E' utile ora mettersi sotto gli occhi queste benedette domande. Le prime due affiorano dai festeggiamenti di una ragazza di Napoli, Noemi, che diventa maggiorenne. E' Veronica Lario ad accusare Berlusconi di "frequentare minorenni". E' Berlusconi che decide di andare in tv a smentire di frequentare minorenni. Nel farlo, in pubblico, l'Egoarca giura di aver incontrato la minorenne "soltanto tre o quattro volte alla presenza dei genitori". Questi sono fatti. Come è un fatto che le parole di Berlusconi sono demolite da circostanze, svelate da Repubblica, che il capo del governo o non può smentire o deve ammettere: non conosceva i genitori della minorenne (le ha telefonato per la prima volta nell'autunno del 2008 guardandone un portfolio); l'ha incontrata da sola per lo meno in due occasioni (una cena offerta dal governo e nelle vacanze del Capodanno 2009).

La terza domanda chiede conto al presidente del Consiglio delle promesse di candidature offerte a ragazze che lo chiamano "papi". La circostanza è indiscutibile, riferita da più testimoni e direttamente dalla stessa minorenne di Napoli.
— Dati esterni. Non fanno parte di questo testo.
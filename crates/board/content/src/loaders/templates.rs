//! Partner template catalog loader.

use std::path::Path;
use std::sync::Arc;

use board_core::{PartnerTemplate, Personality, TemplateId};
use serde::{Deserialize, Serialize};

use crate::loaders::{LoadResult, read_file};

/// Template data structure for RON files.
#[derive(Debug, Clone, Serialize, Deserialize)]
struct TemplateRon {
    id: u32,
    name: String,
    #[serde(default = "default_max_hp")]
    max_hp: i32,
    #[serde(default = "default_one")]
    attack: i32,
    #[serde(default = "default_one")]
    salary: i32,
    #[serde(default)]
    personality: Personality,
    #[serde(default)]
    first_warning: String,
    #[serde(default)]
    final_warning: String,
    #[serde(default)]
    portrait: String,
}

fn default_max_hp() -> i32 {
    5
}

fn default_one() -> i32 {
    1
}

/// Loader for partner template catalogs from RON files.
pub struct TemplateLoader;

impl TemplateLoader {
    /// Load partner templates from a RON file.
    ///
    /// RON format: a list of template records. Duplicate ids are rejected.
    pub fn load(path: &Path) -> LoadResult<Vec<Arc<PartnerTemplate>>> {
        let content = read_file(path)?;
        let raw: Vec<TemplateRon> = ron::from_str(&content)
            .map_err(|e| anyhow::anyhow!("Failed to parse template catalog RON: {e}"))?;

        let mut templates: Vec<Arc<PartnerTemplate>> = Vec::with_capacity(raw.len());
        for record in raw {
            let id = TemplateId(record.id);
            if templates.iter().any(|t| t.id == id) {
                return Err(anyhow::anyhow!("duplicate partner template id {id}"));
            }
            templates.push(Arc::new(PartnerTemplate {
                id,
                name: record.name,
                max_hp: record.max_hp,
                attack: record.attack,
                salary: record.salary,
                personality: record.personality,
                first_warning: record.first_warning,
                final_warning: record.final_warning,
                portrait: record.portrait,
            }));
        }
        Ok(templates)
    }
}

#[cfg(test)]
mod tests {
    use std::io::Write;

    use super::*;

    const CATALOG_RON: &str = r#"[
    (id: 0, name: "Moss", max_hp: 5, attack: 2, salary: 1,
     personality: Nice, first_warning: "Um, my pay?", final_warning: "I'm done."),
    (id: 1, name: "Brick", attack: 4, salary: 3, personality: Mean),
]"#;

    #[test]
    fn loads_a_catalog_with_defaults() {
        let mut file = tempfile::NamedTempFile::new().unwrap();
        file.write_all(CATALOG_RON.as_bytes()).unwrap();

        let templates = TemplateLoader::load(file.path()).unwrap();
        assert_eq!(templates.len(), 2);
        assert_eq!(templates[0].name, "Moss");
        assert_eq!(templates[1].max_hp, 5); // default
        assert_eq!(templates[1].attack, 4);
    }

    #[test]
    fn rejects_duplicate_ids() {
        let mut file = tempfile::NamedTempFile::new().unwrap();
        file.write_all(br#"[(id: 0, name: "A"), (id: 0, name: "B")]"#)
            .unwrap();

        assert!(TemplateLoader::load(file.path()).is_err());
    }
}
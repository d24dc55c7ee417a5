//! Board layout loader.
//!
//! Loads the tile graph from a RON file. Edges reference tiles by id, so
//! the loader validates the finished graph before handing it out.

use std::path::Path;

use board_core::{BoardGraph, Position, TemplateId, TileEffect, TileId, TileKind, TileNode};
use serde::{Deserialize, Serialize};

use crate::loaders::{LoadResult, read_file};

/// Board data structure for RON files.
#[derive(Debug, Clone, Serialize, Deserialize)]
struct BoardDataRon {
    tiles: Vec<TileRon>,
}

#[derive(Debug, Clone, Serialize, Deserialize)]
struct TileRon {
    id: u32,
    #[serde(default)]
    kind: TileKind,
    position: (i32, i32),
    #[serde(default)]
    next: Vec<u32>,
    #[serde(default)]
    effects: Vec<TileEffect>,
    #[serde(default)]
    partner_pool: Vec<u32>,
}

/// Loader for board layouts from RON files.
pub struct BoardLoader;

impl BoardLoader {
    /// Load a board layout from a RON file.
    ///
    /// The resulting graph is structurally validated; authoring problems
    /// (dangling edges, reachable dead ends, no start tile) are reported
    /// as errors here rather than surfacing mid-match.
    pub fn load(path: &Path) -> LoadResult<BoardGraph> {
        let content = read_file(path)?;
        Self::parse(&content)
            .map_err(|e| anyhow::anyhow!("Failed to load board {}: {}", path.display(), e))
    }

    fn parse(content: &str) -> LoadResult<BoardGraph> {
        let data: BoardDataRon =
            ron::from_str(content).map_err(|e| anyhow::anyhow!("Failed to parse board RON: {e}"))?;

        let nodes = data.tiles.into_iter().map(|tile| {
            TileNode::new(
                TileId(tile.id),
                tile.kind,
                Position::new(tile.position.0, tile.position.1),
            )
            .with_next(tile.next.into_iter().map(TileId))
            .with_effects(tile.effects)
            .with_partner_pool(tile.partner_pool.into_iter().map(TemplateId))
        });

        let graph = BoardGraph::from_nodes(nodes)?;
        if let Err(errors) = graph.validate() {
            let joined = errors
                .iter()
                .map(ToString::to_string)
                .collect::<Vec<_>>()
                .join("; ");
            return Err(anyhow::anyhow!("board failed validation: {joined}"));
        }
        Ok(graph)
    }
}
La quarta, la quinta, la sesta e settima domanda ruotano intorno agli incontri del capo del governo con prostitute che potrebbero averlo reso vulnerabile fino a compromettere gli affari di Stato. La vita disordinata di Berlusconi è diventata ormai "storia nota", ammessa a collo torto dallo stesso capo del governo e in palese contraddizione con le sue politiche pubbliche (marcia nel Family day, vuole punire con il carcere i clienti delle prostitute). La sua ricattabilità - un fatto - è dimostrata dai documenti sonori e visivi che le ospiti retribuite di Palazzo Grazioli hanno raccolto finanche nella camera da letto del Presidente del Consiglio.

L'ottava domanda è politica: può un uomo con queste abitudini volere la presidenza della Repubblica? Chi non glielo chiederebbe? La nona nasce, ancora una volta, dalle parole di Berlusconi. E' Berlusconi che annuncia in pubblico "un progetto eversivo" di questo giornale. E' un fatto. E' lecito che il giornale chieda al presidente del Consiglio se intenda muovere le burocrazie della sicurezza, spioni e tutte quelle pratiche che seguono (intercettazioni su tutto). Non è minacciato l'interesse nazionale, non si vuole scalzarlo dal governo e manipolare la "sovranità popolare"? In questo lucidissimo delirio paranoico, Berlusconi potrebbe aver deciso, forse ha deciso, di usare la mano forte contro giornalisti, magistrati e testimoni. Che ne dia conto. Grazie.

La decima domanda infine (e ancora una volta) non ha nulla di retorico né di insinuante. E' Veronica Lario che svela di essersi rivolta agli amici più cari del marito per invocare un aiuto per chi, come Berlusconi, "non sta bene". E' un fatto. Come è un fatto che, oggi, nel cerchio stretto del capo del governo, sono disposti ad ammettere che è la satiriasi, la sexual addiction a rendere instabile Berlusconi.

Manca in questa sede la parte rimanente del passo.